In animal cells, spindle elongation during anaphase is temporally coupled with cleavage furrow formation. Spindle elongation during anaphase is regulated by NuMA/dynein/dynactin complexes that occupy the polar region of the cell membrane and are excluded from the equatorial membrane. How NuMA/dynein/dynactin are excluded from the equatorial membrane and the biological significance of this exclusion remains unknown. Here, we show that the centralspindlin (Cyk4/Mklp1) and its interacting partner RhoGEF Ect2 are required for NuMA/dynein/dynactin exclusion from the equatorial cell membrane. The Ect2-based (Ect2/Cyk4/Mklp1) and NuMA-based (NuMA/dynein/dynactin) complexes occupy mutually exclusive membrane surfaces during anaphase.
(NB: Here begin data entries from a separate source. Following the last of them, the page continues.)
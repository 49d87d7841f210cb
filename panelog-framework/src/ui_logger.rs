use anyhow::{Context, Result};
use chrono::Local;
use log::{LevelFilter, Log, Metadata, Record};
use ringbuf::{
    HeapRb,
    traits::{Consumer, Observer, RingBuffer},
};
use simplelog::{CombinedLogger, Config, SharedLogger, WriteLogger};
use std::{
    fs::File,
    path::Path,
    sync::{Arc, Mutex, PoisonError},
};

const DEBUG_LOG_CAPACITY: usize = 1000;

/// the newest records of the viewer's own log, shown in the debug block
#[derive(Clone)]
pub struct DebugLogBuffer {
    records: Arc<Mutex<HeapRb<String>>>,
}

impl DebugLogBuffer {
    pub fn new(capacity: usize) -> Self {
        Self {
            records: Arc::new(Mutex::new(HeapRb::new(capacity.max(1)))),
        }
    }

    pub fn push(&self, line: String) {
        self.records
            .lock()
            .unwrap_or_else(PoisonError::into_inner)
            .push_overwrite(line);
    }

    pub fn lines(&self) -> Vec<String> {
        self.records
            .lock()
            .unwrap_or_else(PoisonError::into_inner)
            .iter()
            .cloned()
            .collect()
    }

    pub fn len(&self) -> usize {
        self.records
            .lock()
            .unwrap_or_else(PoisonError::into_inner)
            .occupied_len()
    }

    pub fn is_empty(&self) -> bool {
        self.len() == 0
    }
}

impl Default for DebugLogBuffer {
    fn default() -> Self {
        Self::new(DEBUG_LOG_CAPACITY)
    }
}

/// logger that writes into a [`DebugLogBuffer`] instead of the terminal
pub struct UiLogger {
    buffer: DebugLogBuffer,
    level: LevelFilter,
    config: Config,
}

impl UiLogger {
    pub fn new(buffer: DebugLogBuffer, level: LevelFilter) -> Self {
        Self {
            buffer,
            level,
            config: Config::default(),
        }
    }
}

impl Log for UiLogger {
    fn enabled(&self, metadata: &Metadata) -> bool {
        metadata.level() <= self.level
    }

    fn log(&self, record: &Record) {
        if !self.enabled(record.metadata()) {
            return;
        }

        self.buffer.push(format!(
            "{} {:<5} {}",
            Local::now().format("%H:%M:%S%.3f"),
            record.level(),
            record.args()
        ));
    }

    fn flush(&self) {}
}

impl SharedLogger for UiLogger {
    fn level(&self) -> LevelFilter {
        self.level
    }

    fn config(&self) -> Option<&Config> {
        Some(&self.config)
    }

    fn as_log(self: Box<Self>) -> Box<dyn Log> {
        Box::new(*self)
    }
}

/// Installs the process logger: records go to `buffer`, and also to
/// `log_file` when one is given.
///
/// Only the first call in a process installs anything; later calls keep the
/// existing logger and still return `Ok`.
pub fn setup_logger(
    buffer: &DebugLogBuffer,
    level: LevelFilter,
    log_file: Option<&Path>,
) -> Result<()> {
    let mut loggers: Vec<Box<dyn SharedLogger>> =
        vec![Box::new(UiLogger::new(buffer.clone(), level))];

    if let Some(path) = log_file {
        let file = File::create(path)
            .with_context(|| format!("Failed to create debug log file: {}", path.display()))?;
        loggers.push(WriteLogger::new(level, Config::default(), file));
    }

    if CombinedLogger::init(loggers).is_err() {
        log::debug!("Logger already installed, keeping it");
    }

    Ok(())
}

#[cfg(test)]
mod tests {
    use super::*;
    use log::Level;

    #[test]
    fn test_buffer_keeps_newest_records() {
        let buffer = DebugLogBuffer::new(2);
        buffer.push("a".to_string());
        buffer.push("b".to_string());
        buffer.push("c".to_string());
        assert_eq!(buffer.lines(), vec!["b", "c"]);
        assert_eq!(buffer.len(), 2);
    }

    #[test]
    fn test_logger_respects_level() {
        let buffer = DebugLogBuffer::new(10);
        let logger = UiLogger::new(buffer.clone(), LevelFilter::Info);

        logger.log(
            &Record::builder()
                .level(Level::Debug)
                .args(format_args!("hidden"))
                .build(),
        );
        logger.log(
            &Record::builder()
                .level(Level::Warn)
                .args(format_args!("shown"))
                .build(),
        );

        let lines = buffer.lines();
        assert_eq!(lines.len(), 1);
        assert!(lines[0].ends_with("WARN  shown"));
    }
}
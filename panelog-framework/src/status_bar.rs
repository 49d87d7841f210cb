use ratatui::{
    prelude::*,
    widgets::{Paragraph, Widget},
};
use std::time::{Duration, Instant};
use unicode_width::UnicodeWidthStr;

/// short-lived message shown in the middle of the footer
pub struct DisplayEvent {
    pub text: String,
    pub style: Style,
    shown_at: Instant,
    duration: Duration,
}

impl DisplayEvent {
    pub fn new(text: impl Into<String>, duration: Duration, style: Style) -> Self {
        Self {
            text: text.into(),
            style,
            shown_at: Instant::now(),
            duration,
        }
    }

    pub fn is_expired(&self) -> bool {
        self.shown_at.elapsed() >= self.duration
    }

    /// drops the event once it has expired
    pub fn retain(event: Option<Self>) -> Option<Self> {
        event.filter(|e| !e.is_expired())
    }
}

#[derive(Clone, Copy, PartialEq, Eq)]
pub enum StatusGravity {
    Left,
    Mid,
    Right,
}

struct StatusSegment {
    text: String,
    style: Style,
}

/// one-row footer with left, centred and right aligned segment groups
#[derive(Default)]
pub struct StatusBar {
    left: Vec<StatusSegment>,
    mid: Vec<StatusSegment>,
    right: Vec<StatusSegment>,
    style: Style,
}

impl StatusBar {
    const SEPARATOR: &'static str = " | ";

    pub fn new() -> Self {
        Self::default()
    }

    pub fn add(mut self, gravity: StatusGravity, text: impl Into<String>, style: Style) -> Self {
        let segment = StatusSegment {
            text: text.into(),
            style,
        };
        match gravity {
            StatusGravity::Left => self.left.push(segment),
            StatusGravity::Mid => self.mid.push(segment),
            StatusGravity::Right => self.right.push(segment),
        }
        self
    }

    pub fn add_plain(self, gravity: StatusGravity, text: impl Into<String>) -> Self {
        self.add(gravity, text, Style::default())
    }

    pub fn set_style(mut self, style: Style) -> Self {
        self.style = style;
        self
    }

    fn spans(segments: &[StatusSegment]) -> (Vec<Span<'_>>, usize) {
        let mut spans = Vec::new();
        let mut width = 0;
        for (i, segment) in segments.iter().enumerate() {
            if i > 0 {
                spans.push(Span::raw(Self::SEPARATOR));
                width += Self::SEPARATOR.width();
            }
            spans.push(Span::styled(segment.text.as_str(), segment.style));
            width += segment.text.width();
        }
        (spans, width)
    }
}

impl Widget for StatusBar {
    fn render(self, area: Rect, buf: &mut Buffer) {
        let total_width = area.width as usize;

        let (left_spans, left_width) = Self::spans(&self.left);
        let (mid_spans, mid_width) = Self::spans(&self.mid);
        let (right_spans, right_width) = Self::spans(&self.right);

        let mid_start = total_width.saturating_sub(mid_width) / 2;
        let right_start = total_width.saturating_sub(right_width);

        let mut spans = left_spans;
        spans.push(Span::raw(" ".repeat(mid_start.saturating_sub(left_width))));
        spans.extend(mid_spans);
        spans.push(Span::raw(
            " ".repeat(right_start.saturating_sub(mid_start.max(left_width) + mid_width)),
        ));
        spans.extend(right_spans);

        Paragraph::new(Line::from(spans))
            .style(self.style)
            .render(area, buf);
    }
}

#[cfg(test)]
mod tests {
    use super::*;

    fn render_to_string(bar: StatusBar, width: u16) -> String {
        let area = Rect::new(0, 0, width, 1);
        let mut buf = Buffer::empty(area);
        bar.render(area, &mut buf);
        buf.content.iter().map(|cell| cell.symbol()).collect()
    }

    #[test]
    fn test_segments_are_aligned() {
        let bar = StatusBar::new()
            .add_plain(StatusGravity::Left, "L")
            .add_plain(StatusGravity::Mid, "MM")
            .add_plain(StatusGravity::Right, "R");
        assert_eq!(render_to_string(bar, 10), "L   MM   R");
    }

    #[test]
    fn test_separator_between_segments() {
        let bar = StatusBar::new()
            .add_plain(StatusGravity::Left, "a")
            .add_plain(StatusGravity::Left, "b");
        assert_eq!(render_to_string(bar, 7), "a | b  ");
    }

    #[test]
    fn test_expired_event_is_dropped() {
        let event = DisplayEvent::new("x", Duration::ZERO, Style::default());
        assert!(DisplayEvent::retain(Some(event)).is_none());

        let event = DisplayEvent::new("y", Duration::from_secs(60), Style::default());
        assert!(DisplayEvent::retain(Some(event)).is_some());
    }
}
The equatorial membrane enrichment of Ect2-based complexes is essential for NuMA/dynein/dynactin exclusion and proper spindle elongation. Conversely, NuMA-based complexes at the polar region of the cell membrane ensure spatially confined localization of Ect2-based complexes and thus RhoA. Overall, our work establishes that membrane compartmentalization of NuMA-based and Ect2-based complexes at the two distinct cell surfaces restricts dynein/dynactin and RhoA for coordinating spindle elongation with cleavage furrow formation.